Until now, most laboratorians who so desired have been able to avoid the very thought of unionization. They could, if they wished, shy away not only from working in unionized labs but even from discussing or contemplating the prospect. For them, unionization has been a non-issue. Whether it can remain one indefinitely seems less certain these days.

To understand laboratorians' feelings about unionization and their experiences with it, MLO conducted a survey in the late summer and early fall of 1991. Respondents were MLO readers who have agreed to answer such surveys (see "Survey methodology," right). Because most who receive MLO are department heads and above, statistics cited in this article largely relect the experiences and opinions of middle and upper lab management.

Part I will present the status of unions in respondents' labs: their prevalence, history, and certain attributes. Part II, which follows, will discuss panelists' perceptions of unions in general and of the probable future of unions in the lab. Both articles will distill thousands of reader comments written in reply to open-ended questions.

* Experience tells. At the heart of laboratorians' perplexity, responses show, is widespread lack of direct personal experience with unionization. Nevertheless, many are employed by medical facilities in which other groups are unionized, including professionals such as nurses. Such lab workers see the benefits and drawbacks of unionization from one step removed, and commonly desire the former while fearing the latter.

Although nonunion laboratorians yearn for higher salaries and more job security, they have trouble identifying with their long-held image of the union member. They picture a factory-like atmosphere in which excellence goes by the board. They cringe at the thought that seniority alone would govern promotions, with lax workers gaining most from greater job security.

That hypothetical environment largely describes the impressions of laboratorians who are not unionized. With some outspoken exceptions, those in unionized labs find unions far more benign.

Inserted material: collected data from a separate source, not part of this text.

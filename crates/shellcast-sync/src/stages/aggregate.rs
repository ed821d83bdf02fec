use std::collections::BTreeMap;
use std::path::{Path, PathBuf};

use chrono::NaiveDate;
use serde::Serialize;
use shellcast_core::{ObservationRow, RiskCategory, RiskRecord};
use tracing::info;

use super::merge::write_records_csv;
use super::StageError;

/// Mean probability of one CMU at one horizon, kept for the audit CSV.
#[derive(Debug, Clone, PartialEq, Serialize)]
pub struct GroupMean {
    pub cmu_name: String,
    pub horizon: String,
    pub mean: f64,
    pub mean_percent: i64,
    pub count: usize,
}

#[derive(Debug, Clone, Default, PartialEq)]
pub struct Aggregation {
    pub records: Vec<RiskRecord>,
    pub means: Vec<GroupMean>,
}

/// Group observations by CMU and horizon, average them and classify each mean.
pub fn aggregate(observations: &[ObservationRow]) -> Result<Aggregation, StageError> {
    let mut sums: BTreeMap<(&str, _), (f64, usize)> = BTreeMap::new();
    for row in observations {
        let slot = sums.entry((row.group_key.as_str(), row.horizon)).or_default();
        slot.0 += row.value;
        slot.1 += 1;
    }

    let mut records: BTreeMap<&str, RiskRecord> = BTreeMap::new();
    let mut means = Vec::with_capacity(sums.len());
    for ((cmu_name, horizon), (sum, count)) in sums {
        let Some(day) = horizon.day() else {
            return Err(StageError::UnexpectedHorizon {
                label: horizon.label(),
                group: cmu_name.to_string(),
            });
        };
        let mean = sum / count as f64;
        records
            .entry(cmu_name)
            .or_insert_with(|| RiskRecord::new(cmu_name))
            .set(day, RiskCategory::from_probability(mean));
        means.push(GroupMean {
            cmu_name: cmu_name.to_string(),
            horizon: horizon.label(),
            mean,
            mean_percent: (mean * 100.0).round() as i64,
            count,
        });
    }

    Ok(Aggregation {
        records: records.into_values().collect(),
        means,
    })
}

/// Write `aggs_<layer>.csv` and `pqpf_<layer>_<date>.csv` under `dir`,
/// returning the categorized table's path.
pub fn write_layer_outputs(
    dir: &Path,
    layer: &str,
    data_date: NaiveDate,
    aggregation: &Aggregation,
) -> Result<PathBuf, StageError> {
    let audit = dir.join(format!("aggs_{layer}.csv"));
    let csv_err = |path: &Path| {
        let path = path.to_path_buf();
        move |source: csv::Error| StageError::Csv { path, source }
    };
    let mut writer = csv::Writer::from_path(&audit).map_err(csv_err(&audit))?;
    for mean in &aggregation.means {
        writer.serialize(mean).map_err(csv_err(&audit))?;
    }
    writer
        .flush()
        .map_err(csv::Error::from)
        .map_err(csv_err(&audit))?;

    let table = dir.join(format!("pqpf_{layer}_{}.csv", data_date.format("%Y-%m-%d")));
    write_records_csv(&table, &aggregation.records).map_err(csv_err(&table))?;
    info!(
        layer,
        audit = %audit.display(),
        table = %table.display(),
        cmus = aggregation.records.len(),
        "wrote layer aggregates"
    );
    Ok(table)
}
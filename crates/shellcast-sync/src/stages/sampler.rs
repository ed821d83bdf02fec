use shellcast_adapters::GeoRaster;
use shellcast_core::{ObservationRow, SpatialUnit, ThresholdRaster, UnitGeometry};
use tracing::{debug, info};

use super::StageError;

/// Sample every threshold raster onto the units that share its threshold.
///
/// Points read the containing pixel, areas the mean of all touched pixels.
/// Units landing on nodata or outside the raster produce no row.
pub fn sample_layer(
    rasters: &[ThresholdRaster],
    units: &[SpatialUnit],
    hour_offset: i32,
) -> Result<Vec<ObservationRow>, StageError> {
    let mut rows = Vec::new();
    for raster in rasters {
        let parsed = ThresholdRaster::from_path(&raster.path)?;
        let horizon = parsed.horizon.shifted(hour_offset);
        let grid = GeoRaster::read(&raster.path)?;

        let mut sampled = 0usize;
        let mut skipped = 0usize;
        for unit in units.iter().filter(|u| u.matches(parsed.threshold)) {
            let value = match &unit.geometry {
                UnitGeometry::Point(point) => grid.sample(point),
                UnitGeometry::Area(area) => grid.zonal_mean(area),
            };
            match value {
                Some(value) => {
                    sampled += 1;
                    rows.push(ObservationRow {
                        unit_id: unit.id.clone(),
                        group_key: unit.cmu_name.clone(),
                        horizon,
                        value,
                    });
                }
                None => {
                    skipped += 1;
                    debug!(unit = %unit.id, raster = %raster.path.display(), "no valid pixel");
                }
            }
        }
        info!(
            raster = %raster.path.display(),
            horizon = %horizon.label(),
            threshold = %parsed.threshold,
            sampled,
            skipped,
            "sampled raster"
        );
    }
    Ok(rows)
}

* Extent of unionization. In nearly one-fourth (24%) of respondents' institutions, at least one department is unionized--nearly half of these (48%) including the laboratory (Figure I). Respondents whose labs are unionized represent 10.9% of the total. Among the unionized group, 41% work in not-for-profit hospitals, 33% in Government or VA hospitals, 7% in health maintenance organizations, 3% in independent or referral labs, 2% in physicians' office labs, and the remainder in other labs.

Most of respondents' unionized labs (81%) have been unionized for at least 10 years. Nine percent of union labs have had unions for five to nine years; 4% for three or four years; 5% for one to two years; and 1% for less than one year.

Unionization was far more common in hospital laboratories (29%) than in independent or group practice labs (3%). The likelihood of unionization, which increased with hospital bed size, was lowest in the South and in rural settings and highest in the East and in urban areas. Virtually all nonunion labs represented in the survey (at least 97%; 1% of respondents were unsure) had never been unionized.

* Members. Who belongs to the union in unionized labs? Among respondents employed by such labs, 75% said technologists, 72% said technicians, 68% said phlebotomists, 63% said clerical staff, and 57% said lab aides or assistants. Section supervisors are union members in 22% of the labs of such respondents, only 15% of whom said they were union members themselves. (It should be noted that most survey participants have job titles above bench worker.)

Representing lab workers to the greatest extent are the Service Employees International Union (SEIU) and the American Federation of Goverment Employees (AFGE) (Figure II). In 70% of respnodents' unionized labs, all categories, levels, and credentials of technical laboratory personnel are represented by the same union. More than one union is in place in 29%, and 1% were unsure.

The proportion of laboratorians who are union members varies tremendously. Fully 100% of lab workers are unionized in 17% of cases. More than half (52%) of respondents said that 51% to 99% of lab employees belonged to the union. Over one-fourth (27%) said that no more than half of lab workers were union members. A breakdown of the job categories of those participating in union membership is shown in Figure III.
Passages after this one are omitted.